Se o relogio do sistema (horario absoluto) marca 16:00 UTC (GMT 0),
ajustado sempre por NTP, entao temos que:
. Se utilizamos o timezone do Brasil (GMT-3), o horario mostrado ao
usuario sera 13:00 - GMT-3 (localtime)
. Se o micro estiver configurado para utilizar o timezone de Paris
(Franca - GMT+1), por exemplo, o horario mostrado ao usuario seria
17:00 - GMT+1 (localtime)
Assim, nenhuma modificacao nas configuracoes do servico de NTP deve ser
feita nos sistemas. Entretanto, deve-se tomar um cuidado especial com os
*servidores* NTP (Stratum 1, Stratum 2 e outros) quando das modificacoes
de configuracao para o Horario de Verao. Caso o servidor NTP detecte uma
diferenca maior que 20 minutos entre o horario do sistema (horario
absoluto) e o horario registrado pelo servidor NTP (ntpd, OpenNTPD), o
servico NTPD podera' parar.
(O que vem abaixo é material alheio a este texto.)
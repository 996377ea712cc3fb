use shrike_core::{Breadcrumb, BreadcrumbType, Config, Logger, OnBreadcrumb};
use std::collections::VecDeque;
use std::panic::{catch_unwind, AssertUnwindSafe};
use std::sync::Arc;

/// Capped, most-recent-first log of breadcrumbs.
///
/// `append` runs the breadcrumb middleware chain and the type allow-list
/// before inserting; `snapshot` is a non-destructive read used when
/// building an event.
pub struct BreadcrumbLog {
    entries: VecDeque<Breadcrumb>,
    max: usize,
    enabled_types: Option<Vec<BreadcrumbType>>,
    callbacks: Vec<OnBreadcrumb>,
    logger: Option<Arc<dyn Logger>>,
}

impl BreadcrumbLog {
    pub fn from_config(config: &Config) -> Self {
        Self {
            entries: VecDeque::new(),
            max: config.max_breadcrumbs,
            enabled_types: config.enabled_breadcrumb_types.clone(),
            callbacks: config.on_breadcrumb.clone(),
            logger: config.logger.clone(),
        }
    }

    /// Append a breadcrumb unless a callback or the allow-list vetoes it.
    /// Returns whether the breadcrumb was kept.
    pub fn append(&mut self, mut crumb: Breadcrumb) -> bool {
        // Callbacks run in registration order; the first `false`
        // short-circuits the rest of the chain.
        for callback in &self.callbacks {
            match catch_unwind(AssertUnwindSafe(|| callback(&mut crumb))) {
                Ok(true) => {}
                Ok(false) => {
                    self.log_debug("Breadcrumb vetoed by onBreadcrumb callback");
                    return false;
                }
                Err(_) => {
                    self.log_warn("onBreadcrumb callback panicked; discarding breadcrumb");
                    return false;
                }
            }
        }

        if let Some(types) = &self.enabled_types {
            if !types.contains(&crumb.kind) {
                self.log_debug(&format!(
                    "Discarding breadcrumb of disabled type '{}'",
                    crumb.kind
                ));
                return false;
            }
        }

        self.entries.push_front(crumb);
        self.entries.truncate(self.max);
        true
    }

    /// Current contents, most recent first.
    pub fn snapshot(&self) -> Vec<Breadcrumb> {
        self.entries.iter().cloned().collect()
    }

    pub fn len(&self) -> usize {
        self.entries.len()
    }

    pub fn is_empty(&self) -> bool {
        self.entries.is_empty()
    }

    fn log_debug(&self, message: &str) {
        if let Some(logger) = &self.logger {
            logger.debug(message);
        }
    }

    fn log_warn(&self, message: &str) {
        if let Some(logger) = &self.logger {
            logger.warn(message);
        }
    }
}
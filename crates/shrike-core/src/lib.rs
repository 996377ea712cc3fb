pub mod breadcrumb;
pub mod callbacks;
pub mod config;
pub mod error;
pub mod event;
pub mod feature_flags;
pub mod logger;
pub mod user;

pub use breadcrumb::{Breadcrumb, BreadcrumbType};
pub use callbacks::{CompletionHandle, OnBreadcrumb, OnError};
pub use config::{
    Config, ConfigBuilder, EnabledErrorTypes, Endpoints, ErrorTypeToggles, RedactedKey,
};
pub use error::{Result, ShrikeError};
pub use event::{AppInfo, DeviceInfo, ErrorReport, Event};
pub use feature_flags::{FeatureFlag, FeatureFlagSet};
pub use logger::{Logger, LoggerSpec, TracingLogger};
pub use user::User;
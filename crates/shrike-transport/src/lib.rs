//! Delivery collaborators for the event pipeline.
//!
//! The pipeline hands each surviving event to an [`EventTransport`]
//! exactly once; what happens on the wire (and whether a failed delivery
//! is retried) is the transport's concern, not the pipeline's.

pub mod error;
pub mod http;
pub mod mock;

pub use error::{Result, TransportError};
pub use http::HttpTransport;
pub use mock::{PostedEvent, RecordingTransport};

use async_trait::async_trait;
use shrike_core::{Config, Event, Logger};
use std::sync::Arc;

/// Receives fully-enriched events that passed every filter.
#[async_trait]
pub trait EventTransport: Send + Sync {
    /// Deliver one event. Invoked at most once per surviving event,
    /// together with the active configuration and the internal logger.
    async fn post_event(
        &self,
        event: Event,
        logger: Option<Arc<dyn Logger>>,
        config: Arc<Config>,
    ) -> Result<()>;
}
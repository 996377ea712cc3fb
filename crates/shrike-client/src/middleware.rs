use futures::future::{BoxFuture, FutureExt};
use shrike_core::{CompletionHandle, Event, Logger, OnError};
use std::panic::{catch_unwind, AssertUnwindSafe};
use std::sync::Arc;

/// Run the error middleware chain over a candidate event.
///
/// Every callback is invoked exactly once, synchronously and in
/// registration order; each invocation is adapted into a future resolving
/// to its keep/discard outcome. The caller joins the futures and ANDs the
/// outcomes, so a veto settling late still suppresses delivery and no
/// transport call can happen before every outcome is known.
pub fn run_chain(
    callbacks: &[OnError],
    event: &mut Event,
    logger: Option<Arc<dyn Logger>>,
) -> Vec<BoxFuture<'static, bool>> {
    callbacks
        .iter()
        .map(|callback| adapt(callback, event, logger.clone()))
        .collect()
}

fn adapt(
    callback: &OnError,
    event: &mut Event,
    logger: Option<Arc<dyn Logger>>,
) -> BoxFuture<'static, bool> {
    match callback {
        OnError::Sync(f) => {
            let outcome = match catch_unwind(AssertUnwindSafe(|| f(event))) {
                Ok(keep) => keep,
                Err(_) => {
                    warn(&logger, "onError callback panicked; discarding event");
                    false
                }
            };
            futures::future::ready(outcome).boxed()
        }
        OnError::Future(f) => match catch_unwind(AssertUnwindSafe(|| f(event))) {
            Ok(outcome) => async move {
                match AssertUnwindSafe(outcome).catch_unwind().await {
                    Ok(keep) => keep,
                    Err(_) => {
                        warn(&logger, "onError callback panicked; discarding event");
                        false
                    }
                }
            }
            .boxed(),
            Err(_) => {
                warn(&logger, "onError callback panicked; discarding event");
                futures::future::ready(false).boxed()
            }
        },
        OnError::Callback(f) => {
            let (handle, rx) = CompletionHandle::new();
            match catch_unwind(AssertUnwindSafe(|| f(event, handle))) {
                Ok(work) => async move {
                    // Drive any returned future first; the continuation is
                    // the sole source of the decision.
                    if let Some(future) = work {
                        if AssertUnwindSafe(future).catch_unwind().await.is_err() {
                            warn(&logger, "onError callback panicked; discarding event");
                            return false;
                        }
                    }
                    match rx.await {
                        Ok(keep) => keep,
                        Err(_) => {
                            warn(
                                &logger,
                                "onError continuation dropped without resolving; keeping event",
                            );
                            true
                        }
                    }
                }
                .boxed(),
                Err(_) => {
                    warn(&logger, "onError callback panicked; discarding event");
                    futures::future::ready(false).boxed()
                }
            }
        }
    }
}

fn warn(logger: &Option<Arc<dyn Logger>>, message: &str) {
    if let Some(logger) = logger {
        logger.warn(message);
    }
}
use crate::{DeviceStore, Result, StorageError};
use directories::ProjectDirs;
use std::path::{Path, PathBuf};
use tracing::debug;

/// Filesystem-backed store: one key maps to one file in the data
/// directory.
#[derive(Debug)]
pub struct FileStore {
    storage_dir: PathBuf,
}

impl FileStore {
    /// Store under the platform data directory for this application.
    pub fn new() -> Result<Self> {
        let proj_dirs =
            ProjectDirs::from("", "", "shrike").ok_or_else(|| StorageError::Unavailable {
                message: "could not determine a data directory".to_string(),
            })?;

        Self::with_dir(proj_dirs.data_dir().join("device"))
    }

    /// Store under an explicit directory, created if missing.
    pub fn with_dir(dir: impl AsRef<Path>) -> Result<Self> {
        let storage_dir = dir.as_ref().to_path_buf();
        std::fs::create_dir_all(&storage_dir)?;
        Ok(Self { storage_dir })
    }

    fn path_for(&self, key: &str) -> PathBuf {
        // Keys are well-known constants; sanitize anyway so a caller
        // cannot escape the storage directory.
        let safe: String = key
            .chars()
            .map(|c| if c.is_ascii_alphanumeric() || c == '-' || c == '_' { c } else { '_' })
            .collect();
        self.storage_dir.join(safe)
    }
}

impl DeviceStore for FileStore {
    fn get(&self, key: &str) -> Result<Option<String>> {
        let path = self.path_for(key);
        match std::fs::read_to_string(&path) {
            Ok(value) => Ok(Some(value)),
            Err(e) if e.kind() == std::io::ErrorKind::NotFound => Ok(None),
            Err(e) => Err(e.into()),
        }
    }

    fn set(&self, key: &str, value: &str) -> Result<()> {
        let path = self.path_for(key);
        std::fs::write(&path, value)?;
        debug!("Persisted {} to {}", key, path.display());
        Ok(())
    }

    fn remove(&self, key: &str) -> Result<()> {
        let path = self.path_for(key);
        match std::fs::remove_file(&path) {
            Ok(()) => Ok(()),
            Err(e) if e.kind() == std::io::ErrorKind::NotFound => Ok(()),
            Err(e) => Err(e.into()),
        }
    }
}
Assim, deve-se redobrar a atencao durante o
processo de configuracao do Horario de Verao em hosts que proveem este
servico.
A seguir sao descritos os procedimentos de atualizacao do localtime em
sistemas FreeBSD, GNU/Linux, Solaris, AIX e Windows, bem como em alguns
equipamentos Cisco que usem o IOS. Antes de prosseguir com estes
procedimentos e' preciso que se saiba de antemao o timezone da sua regiao.
DICA: Consulte o site do Observatorio Nacional (http://pcdsh01.on.br/fusobrasil.htm)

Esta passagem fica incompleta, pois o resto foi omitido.